Winning the Investment Game: 6 Powerful Rules That Remove Emotion from the Process
Simon Turner
Sun 7 Jun 2026 7 minutesIf you’re like most investors, you’re probably overwhelmed by the constant availability of real-time data, macro narratives, and algorithmically amplified sentiment. It’s a lot, and it’s coming at us twenty-four hours a day, seven days a week. Worse, our emotions drive us to react to all this noise by sabotaging our investment plans at exactly the wrong moments.
The consequences are hard to understate. It’s no surprise that, on average, individual investors keep underperforming the market and the funds they invest in.

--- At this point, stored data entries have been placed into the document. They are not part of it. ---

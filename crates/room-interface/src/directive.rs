//! Silent control directives carried over the chat channel.
//!
//! A directive is plain text with a well-known prefix. Both sides treat it
//! as an instruction to the agent, never as conversation: the sender does
//! not render it, and the receiver must drop it before it reaches the
//! transcript.

pub const LANGUAGE_DIRECTIVE_PREFIX: &str = "From now on only respond in";

pub fn is_directive(text: &str) -> bool {
    text.starts_with(LANGUAGE_DIRECTIVE_PREFIX)
}

const LANGUAGE_NAMES: &[(&str, &str)] = &[
    ("en", "English"),
    ("fa", "فارسی"),
    ("ar", "العربية"),
    ("fr", "Français"),
];

pub fn language_name(code: &str) -> Option<&'static str> {
    LANGUAGE_NAMES
        .iter()
        .find(|(c, _)| *c == code)
        .map(|(_, name)| *name)
}

/// Format the outbound language-change directive for a language code.
/// Returns `None` for codes the UI does not offer.
pub fn language_directive(code: &str) -> Option<String> {
    language_name(code).map(|name| format!("{LANGUAGE_DIRECTIVE_PREFIX} {name} language"))
}
use crate::types::TranscriptEvent;

/// Presentation boundary. The core calls this for every bubble mutation and
/// reveal step; a concrete implementation binds the events to its UI layer.
///
/// Emission happens synchronously on the session's thread, so
/// implementations should hand off quickly rather than render inline.
pub trait TranscriptSink: Send + Sync {
    fn emit(&self, event: TranscriptEvent);
}

/// Sink for tools that only read frames and ignore the event stream.
pub struct NullSink;

impl TranscriptSink for NullSink {
    fn emit(&self, _event: TranscriptEvent) {}
}

#[cfg(test)]
pub(crate) mod test_support {
    use std::sync::Mutex;

    use super::*;

    /// Records every emitted event for assertion.
    #[derive(Default)]
    pub(crate) struct RecordingSink {
        events: Mutex<Vec<TranscriptEvent>>,
    }

    impl RecordingSink {
        pub(crate) fn events(&self) -> Vec<TranscriptEvent> {
            self.events.lock().unwrap().clone()
        }

        pub(crate) fn removed_ids(&self) -> Vec<String> {
            self.events()
                .into_iter()
                .filter_map(|e| match e {
                    TranscriptEvent::BubbleRemoved { id } => Some(id),
                    _ => None,
                })
                .collect()
        }

        pub(crate) fn reveal_steps(&self) -> Vec<String> {
            self.events()
                .into_iter()
                .filter_map(|e| match e {
                    TranscriptEvent::RevealStep { shown, .. } => Some(shown),
                    _ => None,
                })
                .collect()
        }
    }

    impl TranscriptSink for RecordingSink {
        fn emit(&self, event: TranscriptEvent) {
            self.events.lock().unwrap().push(event);
        }
    }
}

Understanding these challenges is valuable for investors. Knowing how to bypass them with a simple operating system is much more valuable.

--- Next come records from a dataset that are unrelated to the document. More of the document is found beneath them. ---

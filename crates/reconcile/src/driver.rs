//! Single-task event loop tying the session to a room event stream.
//!
//! All session state is mutated here, in strict arrival order — there is no
//! parallel mutation and no locking. Reveal chains interleave with event
//! handling through a deadline set owned by the loop: each tick asks the
//! session for the next pause, and a detached bubble or a preempting reveal
//! simply stops producing deadlines.

use std::collections::BTreeMap;

use convo_room_interface::RoomEvent;
use tokio::time::{Instant, sleep_until};
use tokio_stream::{Stream, StreamExt};
use tokio_util::sync::CancellationToken;

use crate::reveal::RevealHandle;
use crate::session::ReconciliationSession;

/// Consume room events until the stream ends, the room disconnects, or
/// `shutdown` fires.
pub async fn drive_session<S>(
    session: &mut ReconciliationSession,
    mut events: S,
    shutdown: CancellationToken,
) where
    S: Stream<Item = RoomEvent> + Unpin,
{
    let mut timers: BTreeMap<(Instant, u64), RevealHandle> = BTreeMap::new();
    let mut seq: u64 = 0;

    loop {
        let next_deadline = timers.keys().next().map(|(at, _)| *at);
        let deadline = next_deadline.unwrap_or_else(Instant::now);

        tokio::select! {
            _ = shutdown.cancelled() => {
                tracing::info!("session_shutdown_requested");
                break;
            }
            _ = sleep_until(deadline), if next_deadline.is_some() => {
                if let Some((_, handle)) = timers.pop_first() {
                    if let Some(delay) = session.reveal_tick(&handle) {
                        seq += 1;
                        timers.insert((Instant::now() + delay, seq), handle);
                    }
                }
            }
            event = events.next() => {
                match event {
                    Some(RoomEvent::Disconnected) => {
                        tracing::info!("room_disconnected");
                        break;
                    }
                    Some(event) => {
                        for handle in session.handle_event(&event) {
                            seq += 1;
                            timers.insert((Instant::now(), seq), handle);
                        }
                    }
                    None => {
                        tracing::info!("event_stream_ended");
                        break;
                    }
                }
            }
        }
    }
}

#[cfg(test)]
mod tests {
    use std::sync::Arc;

    use convo_room_interface::TranscriptionSegment;
    use tokio_stream::wrappers::ReceiverStream;

    use super::*;
    use crate::id::SequentialIdGen;
    use crate::reveal::ZeroJitter;
    use crate::sink::test_support::RecordingSink;
    use crate::types::Role;

    fn session_pair() -> (ReconciliationSession, Arc<RecordingSink>) {
        let sink = Arc::new(RecordingSink::default());
        let session =
            ReconciliationSession::with_config(sink.clone(), SequentialIdGen::new(), ZeroJitter);
        (session, sink)
    }

    fn agent_final(text: &str) -> RoomEvent {
        RoomEvent::Transcription {
            segments: vec![TranscriptionSegment {
                text: text.into(),
                is_final: true,
                sender_identity: Some("agent-caila".into()),
                participant_id: Some("PA_agent".into()),
                language: None,
            }],
        }
    }

    #[tokio::test(start_paused = true)]
    async fn reveal_runs_to_completion_after_stream_close() {
        let (mut session, _sink) = session_pair();
        let (tx, rx) = tokio::sync::mpsc::channel(8);

        tx.send(agent_final("Hi there.")).await.unwrap();
        drop(tx);

        drive_session(&mut session, ReceiverStream::new(rx), CancellationToken::new()).await;

        // the bubble is committed regardless of how far the reveal got
        let frame = session.frame();
        assert_eq!(frame.by_role(Role::Agent).count(), 1);
        assert_eq!(frame.bubbles[0].text, "Hi there.");
    }

    #[tokio::test(start_paused = true)]
    async fn reveal_steps_are_emitted_while_the_stream_is_open() {
        let (mut session, sink) = session_pair();
        let (tx, rx) = tokio::sync::mpsc::channel(8);

        let driver = async {
            drive_session(&mut session, ReceiverStream::new(rx), CancellationToken::new()).await;
        };

        let feeder = async {
            tx.send(agent_final("Hi there.")).await.unwrap();
            // paused clock: sleeps auto-advance, so this outlasts the
            // whole reveal chain (9 steps, worst case < 3s)
            tokio::time::sleep(std::time::Duration::from_secs(5)).await;
            drop(tx);
        };

        tokio::join!(driver, feeder);

        let steps = sink.reveal_steps();
        assert_eq!(steps.len(), 9);
        assert_eq!(steps.last().map(String::as_str), Some("Hi there."));
        assert!(!session.frame().bubbles[0].streaming);
    }

    #[tokio::test(start_paused = true)]
    async fn disconnect_event_ends_the_loop() {
        let (mut session, _sink) = session_pair();
        let (tx, rx) = tokio::sync::mpsc::channel(8);

        tx.send(RoomEvent::Disconnected).await.unwrap();
        // never delivered: the loop stops at the disconnect
        tx.send(agent_final("late message")).await.unwrap();

        drive_session(&mut session, ReceiverStream::new(rx), CancellationToken::new()).await;

        assert!(session.frame().bubbles.is_empty());
    }

    #[tokio::test(start_paused = true)]
    async fn shutdown_token_ends_the_loop() {
        let (mut session, _sink) = session_pair();
        let (_tx, rx) = tokio::sync::mpsc::channel::<RoomEvent>(8);

        let shutdown = CancellationToken::new();
        shutdown.cancel();

        drive_session(&mut session, ReceiverStream::new(rx), shutdown).await;
        assert!(session.frame().bubbles.is_empty());
    }
}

Weighed Down by Emotions and Information
The cost of investors being overwhelmed by their emotions combined with information overload can be quantified in terms of performance.

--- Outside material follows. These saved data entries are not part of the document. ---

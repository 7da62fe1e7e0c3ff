use ratatui::{
    Frame,
    layout::{Constraint, Layout, Rect},
    style::{Color, Modifier, Style},
    text::{Line, Span},
    widgets::{Block, Borders, Gauge, Paragraph, Wrap},
};
use reconcile::Role;

use crate::App;

const DEBUG_PANEL_WIDTH: u16 = 32;

pub fn render(frame: &mut Frame, app: &App) {
    let [header_area, body_area, timeline_area, hint_area] = Layout::vertical([
        Constraint::Length(1),
        Constraint::Fill(1),
        Constraint::Length(1),
        Constraint::Length(1),
    ])
    .areas(frame.area());

    let [transcript_area, debug_area] =
        Layout::horizontal([Constraint::Fill(1), Constraint::Length(DEBUG_PANEL_WIDTH)])
            .areas(body_area);

    render_header(frame, app, header_area);
    render_transcript(frame, app, transcript_area);
    render_debug(frame, app, debug_area);
    render_timeline(frame, app, timeline_area);
    render_hints(frame, hint_area);
}

fn render_header(frame: &mut Frame, app: &App, area: Rect) {
    let status = if app.paused {
        "⏸ PAUSED"
    } else {
        "▶ PLAYING"
    };
    let text = format!(
        " {} | {} | {}ms/event ",
        app.fixture_name, status, app.speed_ms
    );
    frame.render_widget(
        Paragraph::new(text).style(Style::default().fg(Color::DarkGray)),
        area,
    );
}

fn render_transcript(frame: &mut Frame, app: &App, area: Rect) {
    let transcript = app.session.frame();
    let mut lines: Vec<Line> = Vec::new();

    for bubble in &transcript.bubbles {
        let (label, label_color) = match bubble.role {
            Role::Agent => ("caila", Color::Cyan),
            Role::User => ("you", Color::Green),
        };

        let mut spans = vec![Span::styled(
            format!("{label:>5} "),
            Style::default().fg(label_color),
        )];

        if bubble.streaming {
            let shown = app.tracker.shown_for(&bubble.id).unwrap_or_default();
            spans.push(Span::raw(shown));
            spans.push(Span::styled("▏", Style::default().fg(Color::DarkGray)));
        } else {
            spans.push(Span::raw(bubble.text.clone()));
        }

        if bubble.transcribing {
            spans.push(Span::styled(
                " …",
                Style::default()
                    .fg(Color::DarkGray)
                    .add_modifier(Modifier::ITALIC),
            ));
        }

        lines.push(Line::from(spans));
    }

    frame.render_widget(
        Paragraph::new(lines)
            .block(Block::default())
            .wrap(Wrap { trim: false }),
        area,
    );
}

fn render_debug(frame: &mut Frame, app: &App, area: Rect) {
    let stats = app.session.debug_stats();

    let block = Block::default()
        .borders(Borders::LEFT)
        .border_style(Style::default().fg(Color::DarkGray))
        .title(Span::styled(
            " session ",
            Style::default().fg(Color::DarkGray),
        ));

    let inner = block.inner(area);
    frame.render_widget(block, area);

    let classification = match stats.last_classification {
        Some(Role::Agent) => "agent",
        Some(Role::User) => "user",
        None => "none",
    };

    let lines = vec![
        Line::from(vec![
            Span::styled("agent entries ", Style::default().fg(Color::DarkGray)),
            Span::raw(stats.agent_entries.to_string()),
        ]),
        Line::from(vec![
            Span::styled("user entries  ", Style::default().fg(Color::DarkGray)),
            Span::raw(stats.user_entries.to_string()),
        ]),
        Line::from(vec![
            Span::styled("classified    ", Style::default().fg(Color::DarkGray)),
            Span::raw(classification),
        ]),
        Line::from(vec![
            Span::styled("reveals       ", Style::default().fg(Color::DarkGray)),
            Span::styled(
                stats.active_reveals.to_string(),
                Style::default().fg(if stats.active_reveals > 0 {
                    Color::Yellow
                } else {
                    Color::DarkGray
                }),
            ),
        ]),
    ];

    frame.render_widget(Paragraph::new(lines), inner);
}

fn render_timeline(frame: &mut Frame, app: &App, area: Rect) {
    let total = app.total();
    let ratio = if total == 0 {
        0.0
    } else {
        app.position as f64 / total as f64
    };
    let label = format!("{}/{}", app.position, total);
    let gauge = Gauge::default()
        .gauge_style(Style::default().fg(Color::White).bg(Color::DarkGray))
        .ratio(ratio)
        .label(label);
    frame.render_widget(gauge, area);
}

fn render_hints(frame: &mut Frame, area: Rect) {
    frame.render_widget(
        Paragraph::new(
            " [Space] pause/resume  [←/→] seek  [↑/↓] speed  [Home/End] jump  [q] quit ",
        )
        .style(Style::default().fg(Color::DarkGray)),
        area,
    );
}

DALBAR’s long-running Quantitative Analysis of Investor Behaviour shows that US equity fund investors have underperformed the S&P 500 by over 1% p.a. over the long term due to poor timing decisions.
Morningstar’s ‘Mind the Gap’ study reached a similar conclusion, estimating a behavioural penalty of roughly 1.6% p.a. for the average investor.
Clearly individual investors are not benefitting from the advantages offered by the expanding universe of ETFs and managed funds.
The problem is that individual investors are not always aware of their emotional biases and the detrimental impact they are having on their portfolios.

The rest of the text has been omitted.